Biomethane (CH4) production from microalgal biomass is of interest because the efficiency of algal biomass production per hectare is estimated to be 5—30 times greater than that of the terrestrial crop plants (Sheehan et al., 1998). Golueke and Oswald (1959) pub­lished one of the first feasibility studies using microalgae for CH4 production and concluded that the process was feasible (Golueke and Oswald, 1959). There are two well-established methods of CH4 production: (1) harvest of an algal polyculture from a wastewater treatment pond, or (2) axenic growth of specific algae at a bench scale (Asinari Di San Marzano et al., 1982; Yen and Brune, 2007). The digestion process is described in

Figure 10.9. It begins with bacterial hydrolysis of the algal biomass. Organic polymers, such as lipids, carbo­hydrates, and proteins, are first broken down to soluble derivatives, which are further fractionated into carbon dioxide, hydrogen, ammonia, and organic acids by acidogenic bacteria. Acetogenic bacteria then convert these resulting organic acids into acetic acid, along with additional ammonia, hydrogen, and carbon diox­ide. Finally, methanogens convert these products to methane and carbon dioxide. Regardless of operating conditions and species, the proportion of methane in the biogas produced for the majority of studies falls in the range 69—75%. Anaerobic digestion is an effective process for biological oxygen demand removal, but it is not effective for nutrient removal. Thus, there is a need for further treatment of effluent from anaerobic di­gesters before it can be discharged into the environment. The nutrient-rich digestate also produced can be used as fertilizer. This process of converting microalgae to CH4 is dependent on several key metrics, namely (1) pH, (2) retention time, (3) mixing, (4) composition of the biomass and (5) composition of the surrounding milieu.

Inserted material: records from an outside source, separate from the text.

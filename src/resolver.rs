//! Word classification and transformation.
//!
//! A word is checked against three tiers in turn:
//!
//! 1. Uncountable words are returned unchanged. The check looks at both the
//!    whole word and its last word, so "funky jeans", "red-fish", and
//!    "FriedRice" are all left alone.
//! 2. Irregular words are matched as suffixes of the lower-cased word, in the
//!    order they were registered. The first hit is substituted into the
//!    original word in place, so "salesperson" becomes "salespeople".
//! 3. Regular rules are tried from the most recently registered back to the
//!    first. The first rule that matches is applied.
//!
//! Each tier falls through to the next, and a word nothing matches comes back
//! as it was given.
use crate::{rule::Rule, store::IrregularMap, util};
use log::trace;
use once_cell::sync::Lazy;
use regex::Regex;
use std::{borrow::Cow, collections::HashSet};

static LAST_WORD_DASHED_REGEX: Lazy<Regex> = Lazy::new(|| {
    Regex::new(
        r#"(?x)
    [A-Za-z0-9_/-]+ [_/\s-]   # everything up to the last separator
    (?P<last> [a-z0-9]+ ) $   # a lower case word at the end
"#,
    )
    .expect("Could not parse last dashed word regex")
});

static LAST_WORD_CAMELIZED_REGEX: Lazy<Regex> = Lazy::new(|| {
    Regex::new(
        r#"(?x)
    [A-Za-z0-9_/\s-]+                # everything before the last hump
    (?P<last> [A-Z] [a-z0-9]* ) $    # a capitalized word at the end
"#,
    )
    .expect("Could not parse last camelized word regex")
});

static CAMELIZED_REGEX: Lazy<Regex> =
    Lazy::new(|| Regex::new(r"[A-Z][a-z0-9]*$").expect("Could not parse camelized regex"));

/// Returns true if the word ends with a capitalized segment, like
/// "SuperWoman" or "redCow".
pub(crate) fn is_camelized(word: &str) -> bool {
    CAMELIZED_REGEX.is_match(word)
}

/// Finds the last word of a delimited or camel-cased identifier, lower-cased.
/// "red-cow", "red/cow", "red cow", and "redCow" all end in "cow". A word with
/// no separator and no hump has no last word.
pub(crate) fn last_word(word: &str) -> Option<String> {
    LAST_WORD_DASHED_REGEX
        .captures(word)
        .or_else(|| LAST_WORD_CAMELIZED_REGEX.captures(word))
        .map(|caps| caps["last"].to_lowercase())
}

/// Inflects `word` with the given regular rules and irregular map. Words in
/// `uncountable` (which must be lower-cased) are never changed.
pub(crate) fn inflect<'a>(
    word: &'a str,
    rules: &[Rule],
    irregular: &IrregularMap,
    uncountable: &HashSet<String>,
) -> Cow<'a, str> {
    if util::is_blank(word) {
        return Cow::Borrowed(word);
    }

    let lowercase = util::lowercase(word);
    let last_word = last_word(word);

    if uncountable.contains(lowercase.as_ref())
        || last_word.as_ref().is_some_and(|w| uncountable.contains(w))
    {
        trace!("{} is uncountable", word);
        return Cow::Borrowed(word);
    }

    if let Some(inflected) = inflect_irregular(word, &lowercase, last_word.as_deref(), irregular)
    {
        return inflected;
    }

    match rules.iter().rev().find(|rule| rule.is_match(word)) {
        Some(rule) => {
            trace!("{} matches /{}/", word, rule.pattern());
            rule.apply(word)
        }
        None => {
            trace!("no rule matches {}", word);
            Cow::Borrowed(word)
        }
    }
}

fn inflect_irregular<'a>(
    word: &'a str,
    lowercase: &str,
    last_word: Option<&str>,
    irregular: &IrregularMap,
) -> Option<Cow<'a, str>> {
    let (key, form) = irregular.iter().find(|(key, _)| lowercase.ends_with(key.as_str()))?;
    trace!("{} ends with irregular {}", word, key);

    // Keep the hump in camel-cased identifiers: "SuperMan" => "SuperMen".
    let substitution = if is_camelized(word) && last_word.is_some_and(|w| irregular.contains_key(w))
    {
        util::capitalize(form)
    } else {
        Cow::Borrowed(form.as_str())
    };

    let Some(found) = util::find_ignoring_case(word, key) else {
        trace!("{} does not contain {} once case is ignored", word, key);
        return None;
    };
    let mut inflected = String::with_capacity(word.len() + substitution.len());
    inflected.push_str(&word[..found.start]);
    inflected.push_str(&substitution);
    inflected.push_str(&word[found.end..]);
    Some(Cow::Owned(inflected))
}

One of the most important factors influencing CH4 biogas production from algal biomass has been reported to be pH. At high pH, due to high alkalinity from NH3 release, the gas production will shift toward CH4. The oxidation state of the biomass also affects biogas quality, which in turn drives the proportion of methane released (Sialve et al., 2009). Due to lowered content of sulfated amino acids, the microalgal biomass digestion releases a lower amount of hydrogen sulfide than do other types of organic substrates (Becker, 1988). The composition of the microalgal feedstock also affects biomethane yields. The relatively high lipid, starch, and protein contents and the absence of lignin make microalgae an ideal candidate for efficient biomethane production via fermentation in biogas plants. Theoretically, higher

cellular lipid contents will result in higher methane yields. Thus lipid-rich microalgae make attractive sub­strates for anaerobic digestion, as they have a higher gas production potential when compared to carbohy­drates and proteins (Li et al., 2002; Cirne et al., 2007). The hydraulic and solid retention time is another key metric in the anaerobic process. The hydraulic and solid retention time is a measure of the average length of the time that a soluble compound remains in a constructed bioreactor. Retention times should be sufficiently high to allow active bacterial populations (e. g. methanogens) to remain in the reactor yet not limit hydrolysis, which is considered to be the rate-limiting step in the overall con­version of complex substrates to methane. Moreover, optimal loading rates and hydraulic retention times must be enhanced to ensure efficient conversion of organic matter, and will depend on algal substrate composition and accessibility.